There are two principal categories of the differences to the free flight that have to be accounted for – the imperfections of the flow quality in the wind tunnel and the constraints to the air flow by the tunnel walls and the model suspension.
In order to quantify and correct for the first category, the empty test sections of the wind tunnels operated by DNW are all thoroughly calibrated. These calibrations typically yield, in addition to the information about the local flow quality, also information about non-uniformity of the flow along the test section. The latter can again be due to the flow constraints as stated above. Based on experience, the calibrations are repeated on regular intervals, possibly after configuration changes, depending on the sensitivity. The calibration data can be made available to the users of the wind tunnels in order to facilitate a joint evaluation of measurement results in addition to its being used by the operators.
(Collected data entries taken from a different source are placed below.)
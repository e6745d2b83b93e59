use serde::{Deserialize, Serialize};
use serde_json::{Map, Value};

/// Comparison applied by a step condition
#[derive(Debug, Clone, Copy, PartialEq, Eq, Serialize, Deserialize)]
#[serde(rename_all = "snake_case")]
pub enum ConditionOperator {
    Equals,
    NotEquals,
    GreaterThan,
    GreaterThanOrEqual,
    LessThan,
    LessThanOrEqual,
    Contains,
    NotContains,
    Exists,
    NotExists,
}

impl ConditionOperator {
    fn needs_value(&self) -> bool {
        !matches!(self, ConditionOperator::Exists | ConditionOperator::NotExists)
    }

    fn is_ordering(&self) -> bool {
        matches!(
            self,
            ConditionOperator::GreaterThan
                | ConditionOperator::GreaterThanOrEqual
                | ConditionOperator::LessThan
                | ConditionOperator::LessThanOrEqual
        )
    }
}

/// A `field / operator / value` guard evaluated before a step runs
///
/// `field` is a dot path into the execution's accumulated context, e.g.
/// `analyze.sentiment` or `leads.0.score`.
///
/// # Example
/// ```
/// use ghostpirates_orchestrator::domain::workflow::{Condition, ConditionOperator};
/// use serde_json::json;
///
/// let condition = Condition::new("analyze.score", ConditionOperator::GreaterThan, json!(0.5));
/// let context = json!({"analyze": {"score": 0.9}});
///
/// assert!(condition.evaluate(context.as_object().unwrap()));
/// ```
#[derive(Debug, Clone, PartialEq, Serialize, Deserialize)]
pub struct Condition {
    pub field: String,
    pub operator: ConditionOperator,
    #[serde(default, skip_serializing_if = "Option::is_none")]
    pub value: Option<Value>,
}

impl Condition {
    pub fn new(field: impl Into<String>, operator: ConditionOperator, value: Value) -> Self {
        Self {
            field: field.into(),
            operator,
            value: Some(value),
        }
    }

    pub fn exists(field: impl Into<String>) -> Self {
        Self {
            field: field.into(),
            operator: ConditionOperator::Exists,
            value: None,
        }
    }

    /// Rejects conditions that could never be evaluated meaningfully
    pub fn validate(&self) -> Result<(), String> {
        if self.field.trim().is_empty() {
            return Err("Condition field cannot be empty".to_string());
        }
        match (&self.value, self.operator.needs_value()) {
            (None, true) => Err(format!(
                "Condition on '{}' requires a value for {:?}",
                self.field, self.operator
            )),
            (Some(value), true) if self.operator.is_ordering() && !value.is_number() => {
                Err(format!(
                    "Condition on '{}' compares with {:?} and needs a numeric value",
                    self.field, self.operator
                ))
            }
            _ => Ok(()),
        }
    }

    pub fn evaluate(&self, context: &Map<String, Value>) -> bool {
        let actual = lookup(context, &self.field);

        match self.operator {
            ConditionOperator::Exists => actual.is_some_and(|v| !v.is_null()),
            ConditionOperator::NotExists => actual.map_or(true, Value::is_null),
            ConditionOperator::Equals => match (actual, &self.value) {
                (Some(a), Some(expected)) => loosely_equal(a, expected),
                _ => false,
            },
            ConditionOperator::NotEquals => match (actual, &self.value) {
                (Some(a), Some(expected)) => !loosely_equal(a, expected),
                (None, Some(_)) => true,
                _ => false,
            },
            ConditionOperator::GreaterThan => compare(actual, &self.value, |a, b| a > b),
            ConditionOperator::GreaterThanOrEqual => compare(actual, &self.value, |a, b| a >= b),
            ConditionOperator::LessThan => compare(actual, &self.value, |a, b| a < b),
            ConditionOperator::LessThanOrEqual => compare(actual, &self.value, |a, b| a <= b),
            ConditionOperator::Contains => match (actual, &self.value) {
                (Some(a), Some(needle)) => contains(a, needle),
                _ => false,
            },
            ConditionOperator::NotContains => match (actual, &self.value) {
                (Some(a), Some(needle)) => !contains(a, needle),
                (None, Some(_)) => true,
                _ => false,
            },
        }
    }
}

/// True when every condition holds; an empty list always holds
pub fn all_hold(conditions: &[Condition], context: &Map<String, Value>) -> bool {
    conditions.iter().all(|c| c.evaluate(context))
}

/// Resolves a dot path against the context, indexing arrays by position
pub fn lookup<'a>(context: &'a Map<String, Value>, path: &str) -> Option<&'a Value> {
    let mut segments = path.split('.');
    let mut current = context.get(segments.next()?)?;

    for segment in segments {
        current = match current {
            Value::Object(map) => map.get(segment)?,
            Value::Array(items) => items.get(segment.parse::<usize>().ok()?)?,
            _ => return None,
        };
    }

    Some(current)
}

fn as_number(value: &Value) -> Option<f64> {
    match value {
        Value::Number(n) => n.as_f64(),
        Value::String(s) => s.trim().parse().ok(),
        _ => None,
    }
}

fn loosely_equal(actual: &Value, expected: &Value) -> bool {
    if actual == expected {
        return true;
    }
    match (as_number(actual), as_number(expected)) {
        (Some(a), Some(b)) => (a - b).abs() < f64::EPSILON,
        _ => match (actual, expected) {
            (Value::String(a), Value::String(b)) => a.eq_ignore_ascii_case(b),
            _ => false,
        },
    }
}

fn compare(actual: Option<&Value>, expected: &Option<Value>, op: impl Fn(f64, f64) -> bool) -> bool {
    match (actual.and_then(as_number), expected.as_ref().and_then(as_number)) {
        (Some(a), Some(b)) => op(a, b),
        _ => false,
    }
}

fn contains(haystack: &Value, needle: &Value) -> bool {
    match haystack {
        Value::String(s) => needle
            .as_str()
            .map(|n| s.to_lowercase().contains(&n.to_lowercase()))
            .unwrap_or(false),
        Value::Array(items) => items.iter().any(|item| loosely_equal(item, needle)),
        Value::Object(map) => needle.as_str().is_some_and(|key| map.contains_key(key)),
        _ => false,
    }
}
// Repository implementations (data access layer)
// Adapters that implement domain repository interfaces

pub mod in_memory;
pub mod postgres_agent_repository;
pub mod postgres_approval_repository;
pub mod postgres_audit_repository;
pub mod postgres_execution_repository;
pub mod postgres_message_repository;
pub mod postgres_team_repository;
pub mod postgres_workflow_repository;

pub use in_memory::{
    InMemoryAgentRepository, InMemoryApprovalRepository, InMemoryAuditRepository, InMemoryExecutionRepository,
    InMemoryMessageRepository, InMemoryTeamRepository, InMemoryWorkflowRepository,
};
pub use postgres_agent_repository::PostgresAgentRepository;
pub use postgres_approval_repository::PostgresApprovalRepository;
pub use postgres_audit_repository::PostgresAuditRepository;
pub use postgres_execution_repository::PostgresExecutionRepository;
pub use postgres_message_repository::PostgresMessageRepository;
pub use postgres_team_repository::PostgresTeamRepository;
pub use postgres_workflow_repository::PostgresWorkflowRepository;

use crate::domain::repositories::RepositoryError;

impl From<sqlx::Error> for RepositoryError {
    fn from(err: sqlx::Error) -> Self {
        match err {
            sqlx::Error::PoolTimedOut | sqlx::Error::PoolClosed | sqlx::Error::Io(_) | sqlx::Error::Tls(_) => {
                RepositoryError::Unavailable(err.to_string())
            }
            sqlx::Error::ColumnDecode { .. } | sqlx::Error::Decode(_) => RepositoryError::Corrupt(err.to_string()),
            other => RepositoryError::Query(other.to_string()),
        }
    }
}
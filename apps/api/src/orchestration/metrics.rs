// Engine counters
//
// Retry and telemetry counts go to an injected collector instead of living
// on the entities they describe.

use serde::Serialize;
use std::collections::BTreeMap;
use std::sync::Mutex;

#[derive(Debug, Clone, Copy, PartialEq, Eq, PartialOrd, Ord, Hash, Serialize)]
#[serde(rename_all = "snake_case")]
pub enum Counter {
    StepAttempt,
    StepRetry,
    StepTimeout,
    StepFailed,
    ApprovalRequested,
    Delegation,
    PlanningFailure,
    AuditWriteFailure,
    BroadcastRecipientFailed,
}

pub trait MetricsCollector: Send + Sync {
    fn increment(&self, counter: Counter);

    fn snapshot(&self) -> BTreeMap<Counter, u64>;
}

#[derive(Default)]
pub struct InMemoryMetrics {
    counts: Mutex<BTreeMap<Counter, u64>>,
}

impl InMemoryMetrics {
    pub fn new() -> Self {
        Self::default()
    }

    pub fn get(&self, counter: Counter) -> u64 {
        self.snapshot().get(&counter).copied().unwrap_or(0)
    }
}

impl MetricsCollector for InMemoryMetrics {
    fn increment(&self, counter: Counter) {
        match self.counts.lock() {
            Ok(mut counts) => *counts.entry(counter).or_insert(0) += 1,
            Err(_) => tracing::warn!(?counter, "metrics lock poisoned, increment dropped"),
        }
    }

    fn snapshot(&self) -> BTreeMap<Counter, u64> {
        self.counts.lock().map(|c| c.clone()).unwrap_or_default()
    }
}

#[cfg(test)]
mod tests {
    use super::*;

    #[test]
    fn increments_are_counted_per_counter() {
        let metrics = InMemoryMetrics::new();
        metrics.increment(Counter::StepRetry);
        metrics.increment(Counter::StepRetry);
        metrics.increment(Counter::StepTimeout);

        assert_eq!(metrics.get(Counter::StepRetry), 2);
        assert_eq!(metrics.get(Counter::StepTimeout), 1);
        assert_eq!(metrics.get(Counter::Delegation), 0);
    }
}
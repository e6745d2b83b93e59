use super::value_objects::MemberRole;
use serde::{Deserialize, Serialize};
use uuid::Uuid;

/// Domain events that occur within the Team aggregate
///
/// The team handlers publish them on the activity stream as
/// `ActivityEvent::TeamChanged` so connected clients can follow membership
/// and policy changes.
///
/// # Example
/// ```
/// use ghostpirates_orchestrator::domain::team::events::TeamEvent;
/// use uuid::Uuid;
///
/// let event = TeamEvent::Created {
///     team_id: Uuid::new_v4(),
///     workspace_id: Uuid::new_v4(),
///     name: "Growth".to_string(),
///     created_by: Uuid::new_v4(),
/// };
/// ```
#[derive(Debug, Clone, PartialEq, Serialize, Deserialize)]
#[serde(tag = "event", rename_all = "snake_case")]
pub enum TeamEvent {
    /// Fired when a team is created
    Created {
        team_id: Uuid,
        workspace_id: Uuid,
        name: String,
        created_by: Uuid,
    },
    /// Fired when an agent joins the team
    MemberAdded {
        team_id: Uuid,
        agent_id: Uuid,
        role: MemberRole,
    },
    /// Fired when an agent leaves the team
    MemberRemoved { team_id: Uuid, agent_id: Uuid },
    /// Fired when the autonomy policy changes
    AutonomyUpdated { team_id: Uuid },
}

impl TeamEvent {
    /// Returns the team_id for this event
    pub fn team_id(&self) -> Uuid {
        match self {
            TeamEvent::Created { team_id, .. } => *team_id,
            TeamEvent::MemberAdded { team_id, .. } => *team_id,
            TeamEvent::MemberRemoved { team_id, .. } => *team_id,
            TeamEvent::AutonomyUpdated { team_id } => *team_id,
        }
    }
}
use async_trait::async_trait;
use chrono::{DateTime, Utc};
use sqlx::types::Json;
use sqlx::PgPool;
use uuid::Uuid;

use crate::domain::message::{Message, MessageContent, MessageFilter, MessageStatus, MessageType, Recipient};
use crate::domain::repositories::{MessageRepository, RepoResult, RepositoryError};

#[derive(sqlx::FromRow)]
struct MessageRow {
    id: Uuid,
    workspace_id: Uuid,
    from_agent_id: Option<Uuid>,
    to_agent_id: Option<Uuid>,
    team_id: Option<Uuid>,
    message_type: MessageType,
    content: Json<MessageContent>,
    parent_message_id: Option<Uuid>,
    thread_id: Uuid,
    status: MessageStatus,
    created_at: DateTime<Utc>,
}

impl TryFrom<MessageRow> for Message {
    type Error = RepositoryError;

    fn try_from(r: MessageRow) -> Result<Self, Self::Error> {
        let recipient = Recipient::from_parts(r.to_agent_id, r.team_id)
            .map_err(|e| RepositoryError::Corrupt(format!("message {}: {}", r.id, e)))?;

        Ok(Message {
            id: r.id,
            workspace_id: r.workspace_id,
            from_agent_id: r.from_agent_id,
            recipient,
            message_type: r.message_type,
            content: r.content.0,
            parent_message_id: r.parent_message_id,
            thread_id: r.thread_id,
            status: r.status,
            created_at: r.created_at,
        })
    }
}

fn into_messages(rows: Vec<MessageRow>) -> RepoResult<Vec<Message>> {
    rows.into_iter().map(Message::try_from).collect()
}

const SELECT_MESSAGE: &str = r#"
    SELECT id, workspace_id, from_agent_id, to_agent_id, team_id, message_type, content,
           parent_message_id, thread_id, status, created_at
    FROM messages
"#;

/// PostgreSQL implementation of MessageRepository
pub struct PostgresMessageRepository {
    pool: PgPool,
}

impl PostgresMessageRepository {
    pub fn new(pool: PgPool) -> Self {
        Self { pool }
    }
}

#[async_trait]
impl MessageRepository for PostgresMessageRepository {
    async fn insert(&self, message: &Message) -> RepoResult<()> {
        sqlx::query(
            r#"
            INSERT INTO messages (
                id, workspace_id, from_agent_id, to_agent_id, team_id, message_type, content,
                execution_id, parent_message_id, thread_id, status, created_at
            )
            VALUES ($1, $2, $3, $4, $5, $6, $7, $8, $9, $10, $11, $12)
            "#,
        )
        .bind(message.id)
        .bind(message.workspace_id)
        .bind(message.from_agent_id)
        .bind(message.recipient.agent_id())
        .bind(message.recipient.team_id())
        .bind(message.message_type)
        .bind(Json(&message.content))
        .bind(message.content.execution_id)
        .bind(message.parent_message_id)
        .bind(message.thread_id)
        .bind(message.status)
        .bind(message.created_at)
        .execute(&self.pool)
        .await?;

        Ok(())
    }

    async fn find_by_id(&self, workspace_id: Uuid, id: Uuid) -> RepoResult<Option<Message>> {
        let row = sqlx::query_as::<_, MessageRow>(&format!("{SELECT_MESSAGE} WHERE id = $1 AND workspace_id = $2"))
            .bind(id)
            .bind(workspace_id)
            .fetch_optional(&self.pool)
            .await?;

        row.map(Message::try_from).transpose()
    }

    async fn list(&self, workspace_id: Uuid, filter: &MessageFilter) -> RepoResult<Vec<Message>> {
        let rows = sqlx::query_as::<_, MessageRow>(&format!(
            r#"{SELECT_MESSAGE}
            WHERE workspace_id = $1
              AND ($2::uuid IS NULL OR from_agent_id = $2 OR to_agent_id = $2)
              AND ($3::uuid IS NULL OR team_id = $3)
              AND ($4::uuid IS NULL OR thread_id = $4)
              AND ($5::message_type IS NULL OR message_type = $5)
              AND ($6::message_status IS NULL OR status = $6)
              AND ($7::uuid IS NULL OR execution_id = $7)
            ORDER BY created_at DESC, seq DESC
            LIMIT $8 OFFSET $9"#
        ))
        .bind(workspace_id)
        .bind(filter.agent_id)
        .bind(filter.team_id)
        .bind(filter.thread_id)
        .bind(filter.message_type)
        .bind(filter.status)
        .bind(filter.execution_id)
        .bind(i64::from(filter.limit()))
        .bind(i64::from(filter.offset()))
        .fetch_all(&self.pool)
        .await?;

        into_messages(rows)
    }

    async fn find_thread(&self, workspace_id: Uuid, thread_id: Uuid) -> RepoResult<Vec<Message>> {
        let rows = sqlx::query_as::<_, MessageRow>(&format!(
            "{SELECT_MESSAGE} WHERE workspace_id = $1 AND thread_id = $2 ORDER BY created_at, seq"
        ))
        .bind(workspace_id)
        .bind(thread_id)
        .fetch_all(&self.pool)
        .await?;

        into_messages(rows)
    }

    async fn update_status(
        &self,
        workspace_id: Uuid,
        id: Uuid,
        from: MessageStatus,
        to: MessageStatus,
    ) -> RepoResult<bool> {
        let result = sqlx::query("UPDATE messages SET status = $1 WHERE id = $2 AND workspace_id = $3 AND status = $4")
            .bind(to)
            .bind(id)
            .bind(workspace_id)
            .bind(from)
            .execute(&self.pool)
            .await?;

        Ok(result.rows_affected() == 1)
    }
}
use axum::{
    extract::{Path, State},
    http::StatusCode,
    Json,
};
use serde::Deserialize;
use uuid::Uuid;

use crate::api::errors::ApiError;
use crate::api::middleware::AuthContext;
use crate::api::state::AppState;
use crate::domain::agent::{Agent, AgentStatus};

/// Request body for registering an agent
#[derive(Debug, Deserialize)]
pub struct CreateAgentRequest {
    pub name: String,
    pub capability: String,
    pub instructions: Option<String>,
    /// Start in `active` instead of `draft`
    #[serde(default)]
    pub activate: bool,
}

#[derive(Debug, Deserialize)]
pub struct UpdateAgentStatusRequest {
    pub status: AgentStatus,
}

/// Register an agent in the caller's workspace
///
/// POST /api/agents
pub async fn create_agent(
    State(state): State<AppState>,
    auth: AuthContext,
    Json(req): Json<CreateAgentRequest>,
) -> Result<(StatusCode, Json<Agent>), ApiError> {
    let mut agent = Agent::new(auth.workspace_id, req.name, req.capability).map_err(ApiError::bad_request)?;
    if let Some(instructions) = req.instructions {
        agent = agent.with_instructions(instructions);
    }
    if req.activate {
        agent.activate().map_err(ApiError::bad_request)?;
    }

    state
        .services
        .repos
        .agents
        .save(&agent)
        .await
        .map_err(|e| ApiError::internal_server_error(format!("Failed to save agent: {}", e)))?;

    Ok((StatusCode::CREATED, Json(agent)))
}

/// GET /api/agents
pub async fn list_agents(State(state): State<AppState>, auth: AuthContext) -> Result<Json<Vec<Agent>>, ApiError> {
    let agents = state
        .services
        .repos
        .agents
        .find_by_workspace(auth.workspace_id)
        .await
        .map_err(|e| ApiError::internal_server_error(format!("Failed to fetch agents: {}", e)))?;
    Ok(Json(agents))
}

/// Move an agent along its lifecycle
///
/// PATCH /api/agents/:id
pub async fn update_agent_status(
    State(state): State<AppState>,
    auth: AuthContext,
    Path(id): Path<Uuid>,
    Json(req): Json<UpdateAgentStatusRequest>,
) -> Result<Json<Agent>, ApiError> {
    let repos = &state.services.repos;
    let mut agent = repos
        .agents
        .find_by_id(auth.workspace_id, id)
        .await
        .map_err(|e| ApiError::internal_server_error(format!("Failed to fetch agent: {}", e)))?
        .ok_or_else(|| ApiError::not_found(format!("Agent not found: {}", id)))?;

    agent.transition(req.status).map_err(ApiError::bad_request)?;
    repos
        .agents
        .save(&agent)
        .await
        .map_err(|e| ApiError::internal_server_error(format!("Failed to save agent: {}", e)))?;

    Ok(Json(agent))
}
//! Approval gate and audit ledger integration tests

mod support;

use async_trait::async_trait;
use ghostpirates_orchestrator::domain::approval::{ApprovalDecision, ApprovalStatus};
use ghostpirates_orchestrator::domain::audit::{AuditLogEntry, AuditQuery};
use ghostpirates_orchestrator::domain::repositories::{AuditRepository, RepoResult, RepositoryError};
use ghostpirates_orchestrator::domain::workflow::StepAction;
use ghostpirates_orchestrator::infrastructure::Repositories;
use ghostpirates_orchestrator::orchestration::{Counter, EngineError, EngineSettings, Resolution};
use std::sync::atomic::{AtomicUsize, Ordering};
use std::sync::Arc;
use std::time::Duration;
use support::{Harness, ScriptedCompletion};
use uuid::Uuid;

/// Fails the first `failures` appends, then behaves
struct FlakyAudit {
    inner: Arc<dyn AuditRepository>,
    failures: AtomicUsize,
}

#[async_trait]
impl AuditRepository for FlakyAudit {
    async fn append(&self, entry: &AuditLogEntry) -> RepoResult<()> {
        let left = self.failures.load(Ordering::SeqCst);
        if left > 0 {
            self.failures.store(left - 1, Ordering::SeqCst);
            return Err(RepositoryError::Unavailable("audit store down".to_string()));
        }
        self.inner.append(entry).await
    }

    async fn query(&self, workspace_id: Uuid, query: &AuditQuery) -> RepoResult<Vec<AuditLogEntry>> {
        self.inner.query(workspace_id, query).await
    }
}

fn decision(decision: ApprovalDecision, actor: Uuid, reason: &str) -> Resolution {
    Resolution {
        decision,
        actor,
        reason: Some(reason.to_string()),
        metadata: None,
    }
}

#[tokio::test]
async fn test_second_resolution_is_rejected() {
    let h = Harness::new(ScriptedCompletion::new());
    let gate = &h.services.approvals;
    let execution_id = Uuid::new_v4();
    let token = gate.open_waitpoint(execution_id, "send");
    let request = gate
        .request_approval(h.workspace_id, execution_id, "send", StepAction::SendEmail, token)
        .await
        .unwrap();
    assert_eq!(request.status, ApprovalStatus::Pending);

    let first = gate
        .resolve(h.workspace_id, request.id, decision(ApprovalDecision::Approve, h.user_id, "ship it"))
        .await
        .unwrap();
    assert_eq!(first.status, ApprovalStatus::Approved);

    let second = gate
        .resolve(h.workspace_id, request.id, decision(ApprovalDecision::Reject, Uuid::new_v4(), "wait"))
        .await
        .unwrap_err();
    assert!(matches!(second, EngineError::AlreadyResolved(id) if id == request.id));

    let stored = gate.find(h.workspace_id, request.id).await.unwrap();
    assert_eq!(stored.status, ApprovalStatus::Approved);
    let record = stored.decision.unwrap();
    assert_eq!(record.decided_by, h.user_id);
    assert_eq!(record.reason.as_deref(), Some("ship it"));
    assert!(gate.pending(h.workspace_id).await.unwrap().is_empty());
}

#[tokio::test]
async fn test_resolution_completes_waitpoint() {
    let h = Harness::new(ScriptedCompletion::new());
    let gate = &h.services.approvals;
    let execution_id = Uuid::new_v4();
    let token = gate.open_waitpoint(execution_id, "publish");
    let request = gate
        .request_approval(h.workspace_id, execution_id, "publish", StepAction::Notify, token)
        .await
        .unwrap();

    let waitpoints = gate.waitpoints().clone();
    let waiter = tokio::spawn(async move { waitpoints.wait(token).await });
    tokio::task::yield_now().await;

    gate.resolve(h.workspace_id, request.id, decision(ApprovalDecision::Reject, h.user_id, "no"))
        .await
        .unwrap();

    assert_eq!(waiter.await.unwrap(), Some(ApprovalStatus::Rejected));
}

#[tokio::test]
async fn test_resolving_unknown_request_is_not_found() {
    let h = Harness::new(ScriptedCompletion::new());

    let err = h
        .services
        .approvals
        .resolve(h.workspace_id, Uuid::new_v4(), decision(ApprovalDecision::Approve, h.user_id, "ok"))
        .await
        .unwrap_err();

    assert!(matches!(err, EngineError::NotFound { .. }));
}

#[tokio::test(start_paused = true)]
async fn test_audit_write_failure_never_blocks_and_is_redelivered() {
    let base = Repositories::in_memory();
    let audit: Arc<dyn AuditRepository> = Arc::new(FlakyAudit {
        inner: base.audit.clone(),
        failures: AtomicUsize::new(1),
    });
    let repos = Repositories { audit, ..base };
    let h = Harness::with_repos(repos, ScriptedCompletion::new(), EngineSettings::default());
    let ledger = &h.services.ledger;

    ledger
        .record(AuditLogEntry::human(h.workspace_id, "execution_paused").success(true))
        .await;
    assert_eq!(h.services.metrics.get(Counter::AuditWriteFailure), 1);
    assert!(ledger
        .query(h.workspace_id, &AuditQuery::default())
        .await
        .unwrap()
        .is_empty());

    tokio::time::sleep(Duration::from_secs(1)).await;

    let entries = ledger.query(h.workspace_id, &AuditQuery::default()).await.unwrap();
    assert_eq!(entries.len(), 1);
    assert_eq!(entries[0].action_type, "execution_paused");
    assert!(!entries[0].was_automatic);
}

#[tokio::test]
async fn test_audit_query_filters_and_validates() {
    let h = Harness::new(ScriptedCompletion::new());
    let ledger = &h.services.ledger;
    let execution_id = Uuid::new_v4();

    ledger
        .record(AuditLogEntry::automatic(h.workspace_id, "step_executed").execution(execution_id))
        .await;
    ledger
        .record(AuditLogEntry::human(h.workspace_id, "approval_approved").execution(execution_id))
        .await;
    ledger
        .record(AuditLogEntry::automatic(h.workspace_id, "step_executed").success(false))
        .await;

    let human = ledger
        .query(
            h.workspace_id,
            &AuditQuery {
                was_automatic: Some(false),
                ..AuditQuery::default()
            },
        )
        .await
        .unwrap();
    assert_eq!(human.len(), 1);

    let for_execution = ledger
        .query(
            h.workspace_id,
            &AuditQuery {
                execution_id: Some(execution_id),
                ..AuditQuery::default()
            },
        )
        .await
        .unwrap();
    assert_eq!(for_execution.len(), 2);

    let now = chrono::Utc::now();
    let err = ledger
        .query(
            h.workspace_id,
            &AuditQuery {
                from: Some(now),
                to: Some(now - chrono::Duration::hours(1)),
                ..AuditQuery::default()
            },
        )
        .await
        .unwrap_err();
    assert!(matches!(err, EngineError::Validation(_)));
}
The second category of differences to free flight stems from the fact that the wind tunnel is a bounded environment with walls or shear layers around the test section in the far field of the flow and the model has to be held in place by the model mount. The model mount can further be split into the sting attached to the model (belonging to the near field) and the sword supporting the sing at the other end (belonging to the far field). The influence of the far field components on the free stream flow in the empty test section is captured in the calibration process.
To correct for the wall and support interferences in the test, a number of methods are available. Most of these are described in the open literature, such as the AGARDograph 336 and conference proceedings. The most frequently used corrections are those based on the potential flow approximation and small perturbation theory. The last one means that the corrections can be linearly superposed on the measured values.
For correcting for the presence of boundaries of the flow in the wind tunnel, the potential flow approach, also known as the classical approach, works best in wind tunnel configurations with closed wall test sections. More care has to be exercised when the testing is performed in a free jet (also: open jet) test section, since the circulation caused by a lifting body affects the free jet and the quiescent air in the plenum. This transition from the free jet to the plenum air cannot be simply modeled in the classical approach.
Corrections for partially adapting slotted walls become even more challenging. DNW has refined its methodology over the years using a combination of numerical calculations and reference model tests providing increased confidence in the results.
A slightly different approach can be taken when the wind tunnel walls are solid but flexible. Then the wall shape can be adapted in such a way as to minimize the wall induced perturbations to the free stream flow at the tunnel centerline, the usual location of the model.
In addition to the wall constraints, the influence of the model mounting mechanism has to be quantified separately as well. In addition to the pressure distribution obtained in the empty test section, the interaction of the model support and the model has to be accounted for. in order to do this, a choice from a combination of different mounts, one of which is load carrying and another one not (called “dummy sting” in DNW) can be employed to quantify the contribution of any variant of the model suspension in the wind tunnels. The loads are measured by the standard wind tunnel balance. The quantification of the interference effect of a sting variant is achieved by simple subtraction of two load measurements, one with the “dummy sting” and another one without. The methodology is well documented and publications with a lot of convincing detail are available.